Nov. 24, 2011 at 3:11 pm

hey naomi! it's me again :)

so, i don't really understand your story.. it was good, but a little too fast paced.

it doesn't say why the killer chose to kill the man, or how he started out stalking him. it would be great if you could explain more, so i could really appreciate this work of art more (:

 
Naomi518 replied...
Nov. 24, 2011 at 7:51 pm
I sort of wanted to leave a few things blank...but I guess I left out too much.
 
Emiri said...
Oct. 20, 2011 at 4:44 am
I really like how you descrbed everything in such detail. It really showed that the killer was watching him. But what happens?! I really would like to know that. :) So, it was a pretty good story overall. I give it five stars.
 
wordjunkie replied...
Oct. 24, 2011 at 5:56 pm
This was good.
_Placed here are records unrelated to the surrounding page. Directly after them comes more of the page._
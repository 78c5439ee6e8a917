//! Validated run-time types shared by the mapper, sender and dispatcher.
mod run;
mod task;

pub use run::{ArrayGaps, ColumnSelector, ParamMapping, ParamMode, ParamType, RunConfig};
pub use task::RequestTask;
use std::collections::VecDeque;
use std::time::Duration;

use tokio::task::JoinHandle;
use tokio::time::{Instant, MissedTickBehavior, interval_at};

use super::sink::{EventStream, ProgressSnapshot, SinkSettings};

/// Presentation seam. The consumer task is the only caller.
pub trait EventRenderer: Send + 'static {
    fn render_logs(&mut self, lines: &[String]);

    fn render_progress(&mut self, snapshot: &ProgressSnapshot);

    fn finish(&mut self) {}
}

pub(super) struct Presenter<R> {
    settings: SinkSettings,
    renderer: R,
    buffer: VecDeque<String>,
    last_progress: Option<Instant>,
    pending_progress: Option<ProgressSnapshot>,
}

impl<R: EventRenderer> Presenter<R> {
    pub(super) fn new(settings: SinkSettings, renderer: R) -> Self {
        Self {
            buffer: VecDeque::with_capacity(settings.max_buffered_lines),
            settings,
            renderer,
            last_progress: None,
            pending_progress: None,
        }
    }

    pub(super) fn into_renderer(self) -> R {
        self.renderer
    }

    pub(super) fn push_line(&mut self, line: String) {
        self.buffer.push_back(line);
        if self.buffer.len() > self.settings.max_buffered_lines {
            let excess = self
                .buffer
                .len()
                .saturating_sub(self.settings.trimmed_lines);
            self.buffer.drain(..excess);
        }
    }

    pub(super) fn offer_progress(&mut self, snapshot: ProgressSnapshot, now: Instant) {
        let due = self.last_progress.is_none_or(|last| {
            now.saturating_duration_since(last) >= self.settings.progress_interval
        });
        if due {
            self.last_progress = Some(now);
            self.pending_progress = None;
            self.renderer.render_progress(&snapshot);
        } else {
            self.pending_progress = Some(snapshot);
        }
    }

    pub(super) fn flush(&mut self, now: Instant) {
        if !self.buffer.is_empty() {
            let skip = self
                .buffer
                .len()
                .saturating_sub(self.settings.lines_per_flush);
            let lines: Vec<String> = self.buffer.drain(..).skip(skip).collect();
            self.renderer.render_logs(&lines);
        }
        if let Some(snapshot) = self.pending_progress.take() {
            self.last_progress = Some(now);
            self.renderer.render_progress(&snapshot);
        }
    }
}

/// Spawns the single consumer that owns all presentation state.
///
/// Runs until every `EventSink` clone is dropped, then flushes what is left
/// and hands the renderer back.
pub fn spawn_event_consumer<R>(
    stream: EventStream,
    settings: SinkSettings,
    renderer: R,
) -> JoinHandle<R>
where
    R: EventRenderer,
{
    let EventStream {
        mut log_rx,
        mut progress_rx,
    } = stream;
    let period = settings.flush_interval.max(Duration::from_millis(1));
    let start = Instant::now();
    let mut ticker = interval_at(start.checked_add(period).unwrap_or(start), period);
    ticker.set_missed_tick_behavior(MissedTickBehavior::Skip);
    let mut presenter = Presenter::new(settings, renderer);

    tokio::spawn(async move {
        let mut logs_open = true;
        let mut progress_open = true;
        while logs_open || progress_open {
            tokio::select! {
                line = log_rx.recv(), if logs_open => match line {
                    Some(line) => presenter.push_line(line),
                    None => logs_open = false,
                },
                snapshot = progress_rx.recv(), if progress_open => match snapshot {
                    Some(snapshot) => presenter.offer_progress(snapshot, Instant::now()),
                    None => progress_open = false,
                },
                _ = ticker.tick() => presenter.flush(Instant::now()),
            }
        }
        presenter.flush(Instant::now());
        let mut renderer = presenter.into_renderer();
        renderer.finish();
        renderer
    })
}
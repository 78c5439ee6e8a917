use super::types::{PositiveU32, PositiveUsize};
use crate::error::{AppError, AppResult, ValidationError};

pub(super) fn parse_positive_u32(s: &str) -> AppResult<PositiveU32> {
    s.parse::<PositiveU32>().map_err(AppError::from)
}

pub(super) fn parse_positive_usize(s: &str) -> AppResult<PositiveUsize> {
    s.parse::<PositiveUsize>().map_err(AppError::from)
}

pub(super) fn parse_endpoint(s: &str) -> AppResult<String> {
    let endpoint = s.trim();
    if endpoint.is_empty() {
        return Err(AppError::validation(ValidationError::FieldEmpty {
            field: "endpoint",
        }));
    }
    Ok(endpoint.to_owned())
}

pub(crate) fn parse_bool_env(s: &str) -> AppResult<bool> {
    match s.trim().to_ascii_lowercase().as_str() {
        "1" | "true" | "yes" | "y" | "on" => Ok(true),
        "0" | "false" | "no" | "n" | "off" => Ok(false),
        _ => Err(AppError::validation(ValidationError::InvalidBoolean {
            value: s.to_owned(),
        })),
    }
}
/// One unit of work: the generated params for a single CSV data row.
#[derive(Debug, Clone, PartialEq, Eq)]
pub struct RequestTask {
    /// Compact JSON parameter payload.
    pub payload: Vec<u8>,
    /// 1-based line number in the source file; the first data row is 2.
    pub row: usize,
}
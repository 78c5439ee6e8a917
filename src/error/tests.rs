use super::{AppError, ConfigError, HttpError, RunError, ValidationError};

#[test]
fn each_concern_wraps_into_its_own_variant() -> Result<(), String> {
    let cases = [
        (
            AppError::validation(ValidationError::EndpointsEmpty),
            "Validation error: Endpoint list is empty.",
        ),
        (
            AppError::config(ConfigError::MissingExtension),
            "Configuration error: Config file must have .toml or .json extension.",
        ),
        (
            AppError::http(HttpError::TemplateNotObject),
            "HTTP error: Body template must be a JSON object.",
        ),
        (
            AppError::run(RunError::AlreadyActive),
            "Run error: Another run is already active.",
        ),
    ];
    for (err, expected) in cases {
        if err.to_string() != expected {
            return Err(format!("expected {:?}, got {:?}", expected, err.to_string()));
        }
    }
    Ok(())
}

#[test]
fn io_failures_convert_with_question_mark() -> Result<(), String> {
    fn read_missing() -> super::AppResult<String> {
        Ok(std::fs::read_to_string("/nonexistent/rowburst/input.csv")?)
    }
    match read_missing() {
        Err(AppError::Io { .. }) => Ok(()),
        Err(err) => Err(format!("unexpected error: {}", err)),
        Ok(_) => Err("expected an I/O error".to_owned()),
    }
}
I like the repeated Diet Pepsi, the little details. I would have liked more of them though. But really good!
 
Naomi518 replied...
Oct. 24, 2011 at 6:44 pm
thanks! the point of not describing how he killed him was to make the readers think what this killer would do :)
 
tweetiebruce replied...
Nov. 24, 2011 at 10:38 pm
Sometimes I think it helps to not leave to much out, yes let the reader use their imagination but I think you need more detail in this particular story. Allaborate on the fact that you had to really snoop to find out about this stuff or maybe about his past.